Scott Sumner writes:

Nick, The problem there is that the two classes are then not defined in terms of income. So it's OK to talk of two groups, as long as you understand that (for instance) lots and lots of Walmart shoppers are richer than lots and lots of Whole Foods shoppers. And in a way, that's my point.

Thomas, It seems to me that if you are worried about the two tails getting further apart, you are actually describing a three class society. (As long as the middle was bigger than each tail.)

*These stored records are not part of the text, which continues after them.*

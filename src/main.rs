//! Device mockup panel
//!
//! Previews an image on a 3D phone or tablet, lets the user pick the device,
//! angles and body color, and asks the host application to create a frame
//! or insert the rendered picture.
//! - Software-rasterized device model
//! - Angle presets with preview thumbnails
//! - JSON messages to and from the host over stdin/stdout

/// Version from Cargo.toml
pub const VERSION: &str = env!("CARGO_PKG_VERSION");

mod app;
mod async_ops;
mod catalog;
mod config;
mod error;
mod host;
mod panel;
mod rasterizer;
mod scene;
mod texture;
mod ui;
mod viewport;

use std::path::Path;

use macroquad::prelude::*;

use app::AppState;
use config::{PanelConfig, CONFIG_FILE};
use host::StdioTransport;

fn window_conf() -> Conf {
    let config = PanelConfig::load_or_default(Path::new(CONFIG_FILE));
    Conf {
        window_title: format!("Mockup v{}", VERSION),
        window_width: config.window_width,
        window_height: config.window_height,
        window_resizable: true,
        high_dpi: true,
        ..Default::default()
    }
}

#[macroquad::main(window_conf)]
async fn main() {
    // Initialize crash logging FIRST (before any other code)
    #[cfg(not(target_arch = "wasm32"))]
    crashlog::setup!(crashlog::cargo_metadata!().capitalized(), false);

    let config = PanelConfig::load_or_default(Path::new(CONFIG_FILE));
    env_logger::Builder::from_env(env_logger::Env::default().default_filter_or(config.log_level.as_str())).init();
    log::info!("mockup v{} starting with {:?}", VERSION, config);

    let mut app = match AppState::new(&config, Box::new(StdioTransport::open())) {
        Ok(app) => app,
        Err(e) => {
            log::error!("failed to start panel: {}", e);
            return;
        }
    };

    loop {
        clear_background(ui::theme::BG_COLOR);
        app.frame(get_frame_time(), get_time());
        next_frame().await;
    }
}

Thanks Ironman, It sounds like that smoothing would not affect the number of major "humps", is that right? Do you have a picture of the un-smoothed data?

Ironman writes:

The smoothing that was done won't affect the number of humps - the original cumulative income distribution that it was built from was a "Single-S", so it would only produce a single major hump. Here's a post from 2016 (showing income distribution data for 2015) that shows the kind of cumulative income distribution that we used to build the chart, where you can see how the model fits to the raw data. The main difference between it and the data from 2012 is that the incomes have shifted to the right.

I do have an example of what the raw data would look really like if it weren't smoothed, but it's for the world individual income distribution for 2013. I would describe it as a single hump with a slight bulge.

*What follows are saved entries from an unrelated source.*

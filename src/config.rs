//! Panel configuration
//!
//! Loaded from `mockup.ron` in the working directory when present.
//! Every field has a default so partial files are fine.

use std::fs;
use std::path::Path;

use serde::{Deserialize, Serialize};

use crate::error::ConfigError;

/// Default config file name, looked up in the working directory
pub const CONFIG_FILE: &str = "mockup.ron";

/// How completed inbound decodes are applied when several are in flight
#[derive(Debug, Clone, Copy, PartialEq, Eq, Default, Serialize, Deserialize)]
pub enum DecodeOrder {
    /// Only the result of the most recent inbound message is applied
    #[default]
    Sequenced,
    /// Every completed decode is applied in completion order (last to finish wins)
    CompletionOrder,
}

#[derive(Debug, Clone, PartialEq, Serialize, Deserialize)]
#[serde(default)]
pub struct PanelConfig {
    pub window_width: i32,
    pub window_height: i32,
    /// Software framebuffer resolution of the model viewport
    pub viewport_width: usize,
    pub viewport_height: usize,
    /// Edge length of preset gallery thumbnails
    pub thumbnail_size: usize,
    /// Custom host images are downscaled to fit this edge length
    pub max_texture_size: u32,
    pub default_color: String,
    pub decode_order: DecodeOrder,
    /// How long status line messages stay visible
    pub status_seconds: f64,
    /// Fallback log filter when RUST_LOG is not set
    pub log_level: String,
}

impl Default for PanelConfig {
    fn default() -> Self {
        Self {
            window_width: 960,
            window_height: 600,
            viewport_width: 480,
            viewport_height: 480,
            thumbnail_size: 64,
            max_texture_size: 512,
            default_color: "#FFFFFF".to_string(),
            decode_order: DecodeOrder::default(),
            status_seconds: 3.0,
            log_level: "info".to_string(),
        }
    }
}

impl PanelConfig {
    /// Parse a config from a RON string
    pub fn from_ron(contents: &str) -> Result<Self, ConfigError> {
        Ok(ron::from_str(contents)?)
    }

    /// Load a config file
    pub fn load(path: &Path) -> Result<Self, ConfigError> {
        let contents = fs::read_to_string(path)?;
        Self::from_ron(&contents)
    }

    /// Load `path` if it exists, falling back to defaults on any failure
    pub fn load_or_default(path: &Path) -> Self {
        if !path.exists() {
            return Self::default();
        }
        match Self::load(path) {
            Ok(config) => config,
            Err(e) => {
                log::warn!("Ignoring {}: {}", path.display(), e);
                Self::default()
            }
        }
    }
}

This post has a chart featuring the smoothed cumulative income data for the world, the U.S. and China. The Chinese cumulative income distribution comes closest to forming a "double-S", which is what it would really take to have a bimodal double-hump distribution, but its really more of an "elongated-S".

Lorenzo from Oz writes:

While it is useful to remind folk that income distribution is rather bell curve like, given the strong territoriality of voting patterns, it is hardly surprising that income is not a good differentiator.

mbka writes:


I am stunned by how well the raw data fit the model. It's as if this were a result from physics.

Ironman writes:

mbka: I think you mean vice-versa - it's a lot easier to fit models to raw data than the other way around! In this case, we also assumed that the income distribution naturally follows a lognormal distribution, which helped to better fit the model to the data.

mbka writes:


that's an interesting a philosophical point! Ideally, the mental model should come before the raw data are compared to it, i.e. one should have a clear theory as to why one would expect such a distribution, and this theory is then tested by comparing data to it. But I do agree that in reality data usually come first, and then one starts wondering which model could explain (or fit) the data.

Nick writes:

@Scott Sumner

Or, perhaps, income is an imperfect proxy for wealth (which is true). And the peaks for the respective income distributions need not be that close to each other, so there may not be much overlap. Or, the income distribution of the upper class may be a left-truncated log-normal distribution, the income distribution of the lower class a right-truncated log-normal distribution, and they meet in the middle, so that every lower-class individual makes less money than every higher-class individual, but the overall income distribution appears log-normal.

I'm making this point not because I think you're wrong, but because I don't think we can draw any substantive conclusions from the modality of the distribution of income about the class structure of the United States.